Cette historiette est construite sur un jeu de mots visant à développer les compétences narratives et les aptitudes de prononciation chez les enfants mais aussi les aptitudes aux mathématiques factorielles.

Le jeu de mots est produit par les similitudes phonétiques entre les termes nasar (charognard) et kasra (biscuits) et leur répétition dans un cycle infini. L’auteur a remplacé le biscuit par « un mauritanien ». Le mauritanien devient ainsi la victime de déprédateurs successifs et l’objet de vols multiples, une image par laquelle l’auteur entend symboliser la lente décadence de la Mauritanie.

Dans un autre texte, une anecdote qui peut sembler écrite en français est- à y regarder de plus près- une narration hasaniyya.
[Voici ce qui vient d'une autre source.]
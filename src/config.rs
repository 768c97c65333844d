use crate::rpc::AlloyRpc;
use alloy::{network::Ethereum, primitives::U256, providers::RootProvider};
use init4_bin_base::{deps::tracing::info, utils::from_env::FromEnv};
use std::time::Duration;

/// How long the scheduler keeps issuing rounds.
#[derive(Debug, Clone, Copy, PartialEq, Eq)]
pub enum RunMode {
    /// Run until the cancellation token fires.
    Continuous,
    /// Stop after the given number of rounds.
    Bounded(u64),
}

/// Configuration for a load test against a single RPC endpoint.
#[derive(Debug, Clone, FromEnv)]
pub struct LoadTestConfig {
    /// URL of the RPC endpoint under test.
    #[from_env(
        var = "RPC_URL",
        desc = "URL of the RPC endpoint under test. This MUST be a valid HTTP url starting with http:// or https://"
    )]
    pub rpc_url: url::Url,

    /// Number of identities generated for the run.
    #[from_env(var = "NUM_ACCOUNTS", desc = "Number of accounts to create and fund", default = 10)]
    pub num_accounts: usize,

    /// Number of submission attempts per round.
    #[from_env(var = "TXS_PER_BATCH", desc = "Number of transactions per batch", default = 50)]
    pub txs_per_batch: usize,

    /// Pause between two rounds, in milliseconds.
    #[from_env(
        var = "BATCH_INTERVAL_MS",
        desc = "Milliseconds to wait between batches",
        default = 10000
    )]
    pub batch_interval_ms: u64,

    /// Value carried by each load transaction, in wei.
    #[from_env(
        var = "TX_VALUE_WEI",
        desc = "Value of each transaction in wei",
        default = 1_000_000_000_000_000
    )]
    pub tx_value_wei: u128,

    /// Gas limit of each load transaction.
    #[from_env(var = "GAS_LIMIT", desc = "Gas limit of each transaction", default = 21000)]
    pub gas_limit: u64,

    /// Number of rounds to run. Unset means the run is continuous.
    #[from_env(
        var = "TOTAL_BATCHES",
        desc = "Number of batches to send before stopping. Leave unset to run until interrupted"
    )]
    pub total_batches: Option<u64>,

    /// Amount sent to each identity during funding, in wei.
    #[from_env(
        var = "FUND_AMOUNT_WEI",
        desc = "Amount of wei sent to each account during funding",
        default = 1_000_000_000_000_000_000
    )]
    pub fund_amount_wei: u128,

    /// Port of the prometheus exporter. The exporter itself is installed by
    /// `init4_bin_base::init4`, which reads the same variable.
    #[from_env(var = "METRICS_PORT", desc = "Port for the prometheus exporter", default = 9000)]
    pub metrics_port: u16,

    /// Private key of the funding source. When unset, the node's first
    /// unlocked account funds the pool.
    #[from_env(
        var = "FUNDER_KEY",
        desc = "Hex private key of the account that funds the pool. Unset to use the node's first unlocked account",
        infallible,
        optional
    )]
    pub funder_key: Option<String>,

    /// Port for the healthcheck server. No server is started when unset.
    #[from_env(var = "HEALTHCHECK_PORT", desc = "Port for the healthcheck and status server")]
    pub healthcheck_port: Option<u16>,
}

impl LoadTestConfig {
    /// Returns the run mode encoded by `TOTAL_BATCHES`.
    pub const fn run_mode(&self) -> RunMode {
        match self.total_batches {
            Some(total) => RunMode::Bounded(total),
            None => RunMode::Continuous,
        }
    }

    /// Pause between two rounds.
    pub const fn batch_interval(&self) -> Duration {
        Duration::from_millis(self.batch_interval_ms)
    }

    /// Value of each load transaction.
    pub fn tx_value(&self) -> U256 {
        U256::from(self.tx_value_wei)
    }

    /// Amount sent to each identity during funding.
    pub fn fund_amount(&self) -> U256 {
        U256::from(self.fund_amount_wei)
    }

    /// Connect an [`AlloyRpc`] to the configured endpoint.
    pub fn connect_rpc(&self) -> AlloyRpc {
        AlloyRpc::new(RootProvider::<Ethereum>::new_http(self.rpc_url.clone()))
    }

    /// Log the configuration, one field per line.
    pub fn log_summary(&self) {
        info!(rpc_url = %self.rpc_url, "configuration loaded");
        info!(num_accounts = self.num_accounts, txs_per_batch = self.txs_per_batch, "pool");
        info!(batch_interval_ms = self.batch_interval_ms, run_mode = ?self.run_mode(), "schedule");
        info!(tx_value_wei = self.tx_value_wei, gas_limit = self.gas_limit, "transfers");
        let funder = if self.funder_key.is_some() { "key" } else { "unlocked" };
        info!(fund_amount_wei = self.fund_amount_wei, funder, "funding");
        info!(metrics_port = self.metrics_port, healthcheck_port = ?self.healthcheck_port, "ports");
    }
}

#[cfg(test)]
mod tests {
    use super::*;
    use crate::test_utils::test_config;

    #[test]
    fn total_batches_selects_run_mode() {
        let mut config = test_config();
        config.total_batches = Some(3);
        assert_eq!(config.run_mode(), RunMode::Bounded(3));

        config.total_batches = None;
        assert_eq!(config.run_mode(), RunMode::Continuous);
    }

    #[test]
    fn amounts_convert_to_wei() {
        let config = test_config();
        assert_eq!(config.tx_value(), U256::from(config.tx_value_wei));
        assert_eq!(config.fund_amount(), U256::from(config.fund_amount_wei));
        assert_eq!(config.batch_interval(), Duration::from_millis(config.batch_interval_ms));
    }
}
Il s’agit du texte : « l’autre heure, nous, à Aweynat Imijij, nous n’étions pas au courant jusqu’à ce qu’un obus dise kar entre nous... Je dis à mes amis : ils se sont assis avec vous, les dénaturés ».

En fait ce texte est une construction du hassaniyya qui a été littéralement traduite par l’auteur. Le texte originel que tout hassanophone peut aisément reconstituer est le suivant : «Dhîk assâ’a tammayna manna ‘âlmîn abchi ‘and A’waynâyt Imijîj ilayn gâlit A’mâra baynâtna kar, gilt lashâbi, al-’alâyil ga’du m’âkum». 

La traduction non littérale serait dans ce cas « Une fois à A’waynât Imijîj, alors que nous étions en plein relâchement, un obus tomba sur notre position, je m’écriai alors à mes amis : l’ennemi arrive ».

On relève dans un autre texte l’expression « Ce sont eux qui volent et qui tètent » or les deux verbes voler et téter sont les constituants habituels d’une paire d’insultes classiques chez les Maures.

Cette incursion des expressions idiomatiques hassaniya ou des hassanismes est l’une des constantes des écrits de Habib et constitue l’un des outils idéaux de son approche.

Grâce aux traductions et aux expressions idiomatiques qui traversent l’ensemble de ses écrits, mais aussi à des développements relatifs à des faits de société et de culture, Habib a su transférer par le biais du médium qu’est le français une part importante de l’héritage culturel de son pays. Son texte offre donc au lecteur francophone, plus que tout autre, un vaste panorama de la culture maure.

 

Après l’étude de cette dimension de passeur culturel, il serait intéressant d’étudier d’autres traits caractéristiques du style de cet auteur, comme, par exemple, sa « rébellion langagière » qui exprime aussi bien son esprit d’insoumission à l’ordre établi qu’au langage établi.